- [Exercise]: From the line containing "filename crates/hub_server/src/messaging/mod.rs" to the last line of the records, reproduce every line exactly and print nothing else.

[Saved data entries]
****************************************

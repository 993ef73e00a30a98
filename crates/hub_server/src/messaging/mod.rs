//! Wire format and routing policy for hub traffic.
//!
//! This module provides the envelope codec and the per-type routing decisions
//! applied by the hub control loop.

pub mod codec;
pub mod router;
pub mod types;

pub use codec::{decode_envelope, decode_payload, encode_envelope, encode_frame};
pub use router::{plan_route, Route};
pub use types::{ChatInfo, Envelope, LocationInfo, Payload, ServerFrame};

****************************************

- [Problem solution]:
filename crates/hub_server/src/messaging/mod.rs
//! Wire format and routing policy for hub traffic.
//!
//! This module provides the envelope codec and the per-type routing decisions
//! applied by the hub control loop.

pub mod codec;
pub mod router;
pub mod types;

pub use codec::{decode_envelope, decode_payload, encode_envelope, encode_frame};
pub use router::{plan_route, Route};
pub use types::{ChatInfo, Envelope, LocationInfo, Payload, ServerFrame};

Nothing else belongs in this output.